Find every line in the material below with the string "whose" and state how many there are, with no other text.
(RECORDS FOR PROCESSING Opens)
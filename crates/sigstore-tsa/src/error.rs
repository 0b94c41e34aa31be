//! Error types for sigstore-tsa

use thiserror::Error;

#[derive(Error, Debug)]
pub enum Error {
    /// DER structure could not be decoded
    #[error("DER error: {0}")]
    Der(#[from] der::Error),

    /// The token is structurally valid DER but not a usable timestamp token
    #[error("malformed timestamp token: {0}")]
    Malformed(String),

    /// The timestamp response reports a failure status
    #[error("timestamp response status {0} is not granted")]
    Rejected(u32),

    /// The message imprint does not cover the supplied data
    #[error("message imprint does not match the timestamped data")]
    ImprintMismatch,

    /// The signed messageDigest attribute does not match the TSTInfo
    #[error("messageDigest attribute does not match TSTInfo")]
    MessageDigestMismatch,

    /// Unknown digest algorithm OID
    #[error("unsupported digest algorithm {0}")]
    UnsupportedDigest(String),

    /// Signature check failed
    #[error("signature verification failed: {0}")]
    Signature(#[from] sigstore_crypto::Error),
}

pub type Result<T> = std::result::Result<T, Error>;
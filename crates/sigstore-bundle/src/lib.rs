//! Bundle shape validation for Sigstore
//!
//! This crate checks raw bundles (versions 0.1, 0.2 and 0.3) against the
//! required-field rules of their media type and narrows them into
//! [`ValidatedBundle`] values that downstream verification can rely on.

pub mod error;
pub mod validated;
pub mod validation;

pub use error::{Error, Result};
pub use validated::{
    Content, KeyMaterial, SignedEnvelope, SignedMessage, TlogEntry, ValidatedBundle,
};
pub use validation::validate_bundle;

// Re-export the wire type for convenience
pub use sigstore_types::{Bundle, MediaType};
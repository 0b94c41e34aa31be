//! Query-ready trust material
//!
//! [`TrustMaterial`] is built once from a [`TrustedRoot`] and then only read.
//! Certificates and keys are parsed up front, and every authority carries a
//! concrete [`ValidityPeriod`] with open bounds already filled in.

use crate::trusted_root::{CertificateAuthority, TimeRange, TransparencyLog, TrustedRoot};
use crate::{Error, Result};
use chrono::{DateTime, Utc};
use sigstore_crypto::{Certificate, PublicKey, SigningScheme};
use std::collections::HashMap;
use std::fmt;
use std::sync::Arc;

/// Inclusive validity window
#[derive(Debug, Clone, Copy, PartialEq, Eq)]
pub struct ValidityPeriod {
    pub start: DateTime<Utc>,
    pub end: DateTime<Utc>,
}

impl Default for ValidityPeriod {
    fn default() -> Self {
        Self {
            start: DateTime::<Utc>::MIN_UTC,
            end: DateTime::<Utc>::MAX_UTC,
        }
    }
}

impl ValidityPeriod {
    pub fn new(start: Option<DateTime<Utc>>, end: Option<DateTime<Utc>>) -> Self {
        let open = Self::default();
        Self {
            start: start.unwrap_or(open.start),
            end: end.unwrap_or(open.end),
        }
    }

    pub fn contains(&self, time: DateTime<Utc>) -> bool {
        self.start <= time && time <= self.end
    }

    /// Whether the whole of `[from, to]` lies inside this period
    pub fn contains_range(&self, from: DateTime<Utc>, to: DateTime<Utc>) -> bool {
        self.start <= from && to <= self.end
    }
}

impl From<Option<&TimeRange>> for ValidityPeriod {
    fn from(range: Option<&TimeRange>) -> Self {
        match range {
            Some(range) => Self::new(range.start, range.end),
            None => Self::default(),
        }
    }
}

/// A certificate authority or timestamp authority
#[derive(Debug, Clone, PartialEq, Eq)]
pub struct CertAuthority {
    /// Root last
    pub cert_chain: Vec<Certificate>,
    pub valid_for: ValidityPeriod,
}

/// A transparency log or CT log key
#[derive(Debug, Clone, PartialEq, Eq)]
pub struct TLogAuthority {
    pub log_id: Vec<u8>,
    pub public_key: PublicKey,
    pub valid_for: ValidityPeriod,
}

impl TLogAuthority {
    /// First four bytes of the log ID, as used in checkpoint signatures
    pub fn key_hint(&self) -> Option<[u8; 4]> {
        self.log_id.get(..4)?.try_into().ok()
    }
}

/// A key trusted for a signer identified by hint
#[derive(Debug, Clone, PartialEq, Eq)]
pub struct TrustedPublicKey {
    pub public_key: PublicKey,
    pub valid_for: ValidityPeriod,
}

impl TrustedPublicKey {
    pub fn new(public_key: PublicKey, valid_for: ValidityPeriod) -> Self {
        Self {
            public_key,
            valid_for,
        }
    }

    pub fn is_valid_at(&self, time: DateTime<Utc>) -> bool {
        self.valid_for.contains(time)
    }
}

type KeyFinder = dyn Fn(&str) -> Option<TrustedPublicKey> + Send + Sync;

/// Where keys for `publicKey` signers come from
#[derive(Clone)]
pub enum KeySource {
    /// Fixed map from hint to key
    Map(HashMap<String, TrustedPublicKey>),
    /// Caller supplied lookup
    Finder(Arc<KeyFinder>),
}

impl Default for KeySource {
    fn default() -> Self {
        KeySource::Map(HashMap::new())
    }
}

impl fmt::Debug for KeySource {
    fn fmt(&self, f: &mut fmt::Formatter<'_>) -> fmt::Result {
        match self {
            KeySource::Map(keys) => f
                .debug_tuple("Map")
                .field(&keys.keys().collect::<Vec<_>>())
                .finish(),
            KeySource::Finder(_) => f.write_str("Finder(..)"),
        }
    }
}

impl KeySource {
    pub fn finder<F>(f: F) -> Self
    where
        F: Fn(&str) -> Option<TrustedPublicKey> + Send + Sync + 'static,
    {
        KeySource::Finder(Arc::new(f))
    }

    pub fn lookup(&self, hint: &str) -> Result<TrustedPublicKey> {
        let found = match self {
            KeySource::Map(keys) => keys.get(hint).cloned(),
            KeySource::Finder(find) => (**find)(hint),
        };
        found.ok_or_else(|| Error::KeyNotFound(hint.to_string()))
    }
}

/// Everything a verifier trusts
#[derive(Debug, Clone, Default)]
pub struct TrustMaterial {
    pub certificate_authorities: Vec<CertAuthority>,
    pub timestamp_authorities: Vec<CertAuthority>,
    pub tlogs: Vec<TLogAuthority>,
    pub ctlogs: Vec<TLogAuthority>,
    pub key_source: KeySource,
}

impl TrustMaterial {
    /// Parse every authority of `root`
    ///
    /// Entries whose key or certificates cannot be used are skipped with a
    /// warning, so a root listing a newer key type still works for the
    /// authorities that are understood. A root with no usable authority at
    /// all is an error.
    pub fn from_trusted_root(root: &TrustedRoot, key_source: KeySource) -> Result<Self> {
        let material = Self {
            certificate_authorities: cert_authorities(&root.certificate_authorities),
            timestamp_authorities: cert_authorities(&root.timestamp_authorities),
            tlogs: log_authorities(&root.tlogs),
            ctlogs: log_authorities(&root.ctlogs),
            key_source,
        };
        tracing::debug!(
            "trust material: {} CAs, {} TSAs, {} tlogs, {} ctlogs",
            material.certificate_authorities.len(),
            material.timestamp_authorities.len(),
            material.tlogs.len(),
            material.ctlogs.len()
        );

        if material.certificate_authorities.is_empty()
            && material.timestamp_authorities.is_empty()
            && material.tlogs.is_empty()
            && material.ctlogs.is_empty()
        {
            return Err(Error::InvalidMaterial(
                "trusted root contains no usable authority".into(),
            ));
        }
        Ok(material)
    }

    pub fn with_key_source(mut self, key_source: KeySource) -> Self {
        self.key_source = key_source;
        self
    }

    /// Resolve a `publicKey` signer hint
    pub fn public_key(&self, hint: &str) -> Result<TrustedPublicKey> {
        self.key_source.lookup(hint)
    }
}

fn cert_authorities(authorities: &[CertificateAuthority]) -> Vec<CertAuthority> {
    authorities
        .iter()
        .filter_map(|ca| match cert_authority(ca) {
            Ok(authority) => Some(authority),
            Err(e) => {
                tracing::warn!("skipping certificate authority {:?}: {}", ca.uri, e);
                None
            }
        })
        .collect()
}

fn cert_authority(ca: &CertificateAuthority) -> Result<CertAuthority> {
    let cert_chain = ca
        .cert_chain
        .certificates
        .iter()
        .map(|cert| {
            let der = cert
                .raw_bytes
                .as_ref()
                .ok_or_else(|| Error::InvalidMaterial("certificate without rawBytes".into()))?;
            Certificate::from_der(der.as_bytes())
                .map_err(|e| Error::InvalidMaterial(e.to_string()))
        })
        .collect::<Result<Vec<_>>>()?;
    if cert_chain.is_empty() {
        return Err(Error::InvalidMaterial("empty certificate chain".into()));
    }
    Ok(CertAuthority {
        cert_chain,
        valid_for: ca.valid_for.as_ref().into(),
    })
}

fn log_authorities(logs: &[TransparencyLog]) -> Vec<TLogAuthority> {
    logs.iter()
        .filter_map(|log| match log_authority(log) {
            Ok(authority) => Some(authority),
            Err(e) => {
                tracing::warn!("skipping log {:?}: {}", log.base_url, e);
                None
            }
        })
        .collect()
}

fn log_authority(log: &TransparencyLog) -> Result<TLogAuthority> {
    let raw = log
        .public_key
        .raw_bytes
        .as_ref()
        .ok_or_else(|| Error::InvalidMaterial("public key without rawBytes".into()))?;
    let public_key = public_key_from_details(raw.as_bytes(), &log.public_key.key_details)?;
    Ok(TLogAuthority {
        log_id: log.log_id.key_id.as_bytes().to_vec(),
        public_key,
        valid_for: log.public_key.valid_for.as_ref().into(),
    })
}

/// Parse key bytes according to a `PublicKeyDetails` name
///
/// Unrecognized or unspecified details fall back to SubjectPublicKeyInfo
/// with a scheme derived from the key itself.
pub fn public_key_from_details(raw: &[u8], key_details: &str) -> Result<PublicKey> {
    let invalid = |e: sigstore_crypto::Error| Error::InvalidMaterial(e.to_string());

    if key_details == "PKCS1_RSA_PKCS1V5" {
        return PublicKey::from_pkcs1_der(raw)
            .and_then(|key| key.with_scheme(SigningScheme::RsaPkcs1Sha256))
            .map_err(invalid);
    }

    let key = PublicKey::from_spki_der(raw).map_err(invalid)?;
    let scheme = match key_details {
        "PKIX_ECDSA_P256_SHA_256" => Some(SigningScheme::EcdsaP256Sha256),
        "PKIX_ECDSA_P384_SHA_384" => Some(SigningScheme::EcdsaP384Sha384),
        "PKIX_ECDSA_P521_SHA_512" => Some(SigningScheme::EcdsaP521Sha512),
        "PKIX_ED25519" => Some(SigningScheme::Ed25519),
        "PKIX_RSA_PKCS1V15_2048_SHA256"
        | "PKIX_RSA_PKCS1V15_3072_SHA256"
        | "PKIX_RSA_PKCS1V15_4096_SHA256" => Some(SigningScheme::RsaPkcs1Sha256),
        "PKIX_RSA_PSS_2048_SHA256" | "PKIX_RSA_PSS_3072_SHA256" | "PKIX_RSA_PSS_4096_SHA256" => {
            Some(SigningScheme::RsaPssSha256)
        }
        _ => None,
    };
    match scheme {
        Some(scheme) => key.with_scheme(scheme).map_err(invalid),
        None => Ok(key),
    }
}
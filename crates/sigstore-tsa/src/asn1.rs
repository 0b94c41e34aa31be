//! ASN.1 structures from RFC 3161
//!
//! ```text
//! TSTInfo ::= SEQUENCE  {
//!    version                      INTEGER  { v1(1) },
//!    policy                       TSAPolicyId,
//!    messageImprint               MessageImprint,
//!    serialNumber                 INTEGER,
//!    genTime                      GeneralizedTime,
//!    accuracy                     Accuracy                 OPTIONAL,
//!    ordering                     BOOLEAN             DEFAULT FALSE,
//!    nonce                        INTEGER                  OPTIONAL,
//!    tsa                          [0] GeneralName          OPTIONAL,
//!    extensions                   [1] IMPLICIT Extensions   OPTIONAL  }
//! ```

use chrono::{DateTime, NaiveDateTime, Utc};
use cms::content_info::ContentInfo;
use const_oid::ObjectIdentifier;
use der::asn1::{Any, BitString, Int, OctetString};
use der::{Sequence, Tag, Tagged};
use x509_cert::ext::Extension;
use x509_cert::spki::AlgorithmIdentifierOwned;

use crate::error::{Error, Result};

pub const ID_SIGNED_DATA: ObjectIdentifier = ObjectIdentifier::new_unwrap("1.2.840.113549.1.7.2");
pub const ID_CT_TST_INFO: ObjectIdentifier =
    ObjectIdentifier::new_unwrap("1.2.840.113549.1.9.16.1.4");
pub const ID_CONTENT_TYPE: ObjectIdentifier = ObjectIdentifier::new_unwrap("1.2.840.113549.1.9.3");
pub const ID_MESSAGE_DIGEST: ObjectIdentifier =
    ObjectIdentifier::new_unwrap("1.2.840.113549.1.9.4");
pub const ID_SHA256: ObjectIdentifier = ObjectIdentifier::new_unwrap("2.16.840.1.101.3.4.2.1");
pub const ID_SHA384: ObjectIdentifier = ObjectIdentifier::new_unwrap("2.16.840.1.101.3.4.2.2");
pub const ID_SHA512: ObjectIdentifier = ObjectIdentifier::new_unwrap("2.16.840.1.101.3.4.2.3");

#[derive(Clone, Debug, Eq, PartialEq, Sequence)]
pub struct MessageImprint {
    pub hash_algorithm: AlgorithmIdentifierOwned,
    pub hashed_message: OctetString,
}

#[derive(Clone, Debug, Eq, PartialEq, Sequence)]
pub struct Accuracy {
    #[asn1(optional = "true")]
    pub seconds: Option<Int>,
    #[asn1(context_specific = "0", tag_mode = "IMPLICIT", optional = "true")]
    pub millis: Option<Int>,
    #[asn1(context_specific = "1", tag_mode = "IMPLICIT", optional = "true")]
    pub micros: Option<Int>,
}

#[derive(Clone, Debug, Eq, PartialEq, Sequence)]
pub struct TstInfo {
    pub version: u8,
    pub policy: ObjectIdentifier,
    pub message_imprint: MessageImprint,
    pub serial_number: Int,
    /// Kept as the raw element: some authorities add fractional seconds,
    /// which the strict DER `GeneralizedTime` type refuses.
    pub gen_time: Any,
    #[asn1(optional = "true")]
    pub accuracy: Option<Accuracy>,
    #[asn1(default = "Default::default")]
    pub ordering: bool,
    #[asn1(optional = "true")]
    pub nonce: Option<Int>,
    #[asn1(context_specific = "0", tag_mode = "EXPLICIT", optional = "true")]
    pub tsa: Option<Any>,
    #[asn1(context_specific = "1", tag_mode = "IMPLICIT", optional = "true")]
    pub extensions: Option<Vec<Extension>>,
}

impl TstInfo {
    /// `genTime` as a UTC instant
    pub fn gen_time(&self) -> Result<DateTime<Utc>> {
        if self.gen_time.tag() != Tag::GeneralizedTime {
            return Err(Error::Malformed(format!(
                "genTime has tag {}, expected GeneralizedTime",
                self.gen_time.tag()
            )));
        }
        let text = std::str::from_utf8(self.gen_time.value())
            .map_err(|_| Error::Malformed("genTime is not ASCII".to_string()))?;
        parse_generalized_time(text)
    }
}

/// Parse `YYYYMMDDHHMMSS[.f*]Z`
fn parse_generalized_time(text: &str) -> Result<DateTime<Utc>> {
    let body = text
        .strip_suffix('Z')
        .ok_or_else(|| Error::Malformed(format!("genTime {:?} is not in UTC", text)))?;
    let format = if body.contains('.') {
        "%Y%m%d%H%M%S%.f"
    } else {
        "%Y%m%d%H%M%S"
    };
    NaiveDateTime::parse_from_str(body, format)
        .map(|naive| naive.and_utc())
        .map_err(|e| Error::Malformed(format!("invalid genTime {:?}: {}", text, e)))
}

#[derive(Clone, Debug, Eq, PartialEq, Sequence)]
pub struct PkiStatusInfo {
    pub status: u32,
    #[asn1(optional = "true")]
    pub status_string: Option<Vec<String>>,
    #[asn1(optional = "true")]
    pub fail_info: Option<BitString>,
}

/// `TimeStampResp ::= SEQUENCE { status PKIStatusInfo, timeStampToken TimeStampToken OPTIONAL }`
#[derive(Clone, Debug, Eq, PartialEq, Sequence)]
pub struct TimeStampResp {
    pub status: PkiStatusInfo,
    #[asn1(optional = "true")]
    pub time_stamp_token: Option<ContentInfo>,
}
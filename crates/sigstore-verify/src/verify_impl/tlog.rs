//! Transparency log witness verification
//!
//! A log entry is witnessed either by an inclusion proof anchored in a signed
//! checkpoint, or by a signed entry timestamp (SET) over the entry's
//! identifying fields. Both are checked when both are present.

use crate::error::{Error, Result};
use base64::Engine;
use chrono::{DateTime, Utc};
use serde::Serialize;
use sigstore_bundle::TlogEntry;
use sigstore_trust_root::TLogAuthority;
use sigstore_types::{InclusionProof, Sha256Hash, SignedTimestamp};

/// Check every witness an entry carries
pub(crate) fn verify_tlog_witness(entry: &TlogEntry, tlogs: &[TLogAuthority]) -> Result<()> {
    if let Some(proof) = entry
        .inclusion_proof
        .as_ref()
        .filter(|proof| proof.checkpoint.is_some())
    {
        verify_inclusion_proof(entry, proof)?;
        verify_checkpoint(entry, proof, tlogs)?;
    }

    if let Some(promise) = &entry.inclusion_promise {
        verify_set(entry, promise, tlogs)?;
    }

    Ok(())
}

/// Recompute the tree root from the entry body and the audit path
fn verify_inclusion_proof(entry: &TlogEntry, proof: &InclusionProof) -> Result<()> {
    let proof_error = Error::TlogInclusionProof;

    let index = u64::try_from(proof.log_index)
        .map_err(|_| proof_error(format!("negative log index {}", proof.log_index)))?;
    let tree_size = u64::try_from(proof.tree_size)
        .map_err(|_| proof_error(format!("negative tree size {}", proof.tree_size)))?;
    let root = Sha256Hash::try_from_slice(proof.root_hash.as_bytes())
        .map_err(|e| proof_error(format!("invalid root hash: {}", e)))?;
    let hashes = proof
        .hashes
        .iter()
        .map(|hash| Sha256Hash::try_from_slice(hash.as_bytes()))
        .collect::<std::result::Result<Vec<_>, _>>()
        .map_err(|e| proof_error(format!("invalid proof hash: {}", e)))?;

    let leaf = sigstore_merkle::hash_leaf(entry.canonicalized_body.as_bytes());
    match sigstore_merkle::verify_inclusion_proof(&leaf, index, tree_size, &hashes, &root) {
        Ok(true) => Ok(()),
        Ok(false) => Err(proof_error(
            "calculated root hash does not match the inclusion proof".to_string(),
        )),
        Err(e) => Err(proof_error(e.to_string())),
    }
}

/// Verify the checkpoint commits to the proof's root and is signed by a
/// trusted log.
///
/// Every signature line must come from a known log whose key was valid at
/// the entry's integrated time. Entries without an integrated time (Rekor v2)
/// are checked against keys regardless of their validity window.
fn verify_checkpoint(
    entry: &TlogEntry,
    proof: &InclusionProof,
    tlogs: &[TLogAuthority],
) -> Result<()> {
    let checkpoint = proof
        .parse_checkpoint()
        .map_err(|e| Error::TlogInclusionProof(format!("failed to parse checkpoint: {}", e)))?;

    if checkpoint.root_hash.as_bytes().as_slice() != proof.root_hash.as_bytes() {
        return Err(Error::TlogInclusionProof(format!(
            "checkpoint root hash {} does not match inclusion proof root hash {}",
            checkpoint.root_hash.to_hex(),
            hex::encode(proof.root_hash.as_bytes())
        )));
    }

    let integrated_time = integrated_time(entry);
    for signature in &checkpoint.signatures {
        let verified = tlogs
            .iter()
            .filter(|tlog| tlog.key_hint() == Some(signature.key_hint))
            .filter(|tlog| integrated_time.map_or(true, |t| tlog.valid_for.contains(t)))
            .any(|tlog| {
                tlog.public_key
                    .verify(checkpoint.signed_data(), &signature.signature)
                    .is_ok()
            });
        if !verified {
            return Err(Error::TlogInclusionProof(format!(
                "checkpoint signature by {} (key hint {}) could not be verified",
                signature.name,
                hex::encode(signature.key_hint)
            )));
        }
    }

    Ok(())
}

/// The document a log signs to promise inclusion
#[derive(Serialize)]
struct RekorPayload {
    body: String,
    #[serde(rename = "integratedTime")]
    integrated_time: i64,
    #[serde(rename = "logIndex")]
    log_index: i64,
    #[serde(rename = "logID")]
    log_id: String,
}

/// Verify a signed entry timestamp
fn verify_set(entry: &TlogEntry, promise: &SignedTimestamp, tlogs: &[TLogAuthority]) -> Result<()> {
    let payload = RekorPayload {
        body: base64::engine::general_purpose::STANDARD.encode(entry.canonicalized_body.as_bytes()),
        integrated_time: entry.integrated_time,
        log_index: entry.log_index,
        log_id: hex::encode(entry.log_id.as_bytes()),
    };
    let canonical_json = serde_json_canonicalizer::to_vec(&payload)
        .map_err(|e| Error::TlogInclusionPromise(format!("canonicalization failed: {}", e)))?;

    let integrated_time = integrated_time(entry);
    let verified = tlogs
        .iter()
        .filter(|tlog| tlog.log_id == entry.log_id.as_bytes())
        .filter(|tlog| integrated_time.is_some_and(|t| tlog.valid_for.contains(t)))
        .any(|tlog| {
            tlog.public_key
                .verify(&canonical_json, promise.as_bytes())
                .is_ok()
        });

    if verified {
        Ok(())
    } else {
        Err(Error::TlogInclusionPromise(format!(
            "no trusted log with ID {} verifies the signed entry timestamp",
            hex::encode(entry.log_id.as_bytes())
        )))
    }
}

/// The entry's integrated time, if it has one
pub(crate) fn integrated_time(entry: &TlogEntry) -> Option<DateTime<Utc>> {
    if entry.integrated_time > 0 {
        DateTime::from_timestamp(entry.integrated_time, 0)
    } else {
        None
    }
}
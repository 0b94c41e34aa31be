//! Error types for sigstore-bundle

use thiserror::Error;

/// Errors from bundle validation
#[derive(Error, Debug, Clone, PartialEq, Eq)]
pub enum Error {
    /// One or more required fields are missing or invalid
    #[error("invalid bundle, offending fields: {}", fields.join(", "))]
    Validation { fields: Vec<String> },
}

impl Error {
    /// Offending field paths
    pub fn fields(&self) -> &[String] {
        match self {
            Error::Validation { fields } => fields,
        }
    }
}

/// Result type for bundle operations
pub type Result<T> = std::result::Result<T, Error>;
(RECORDS FOR PROCESSING Closes)
ANSWER FOR THIS EXERCISE - 2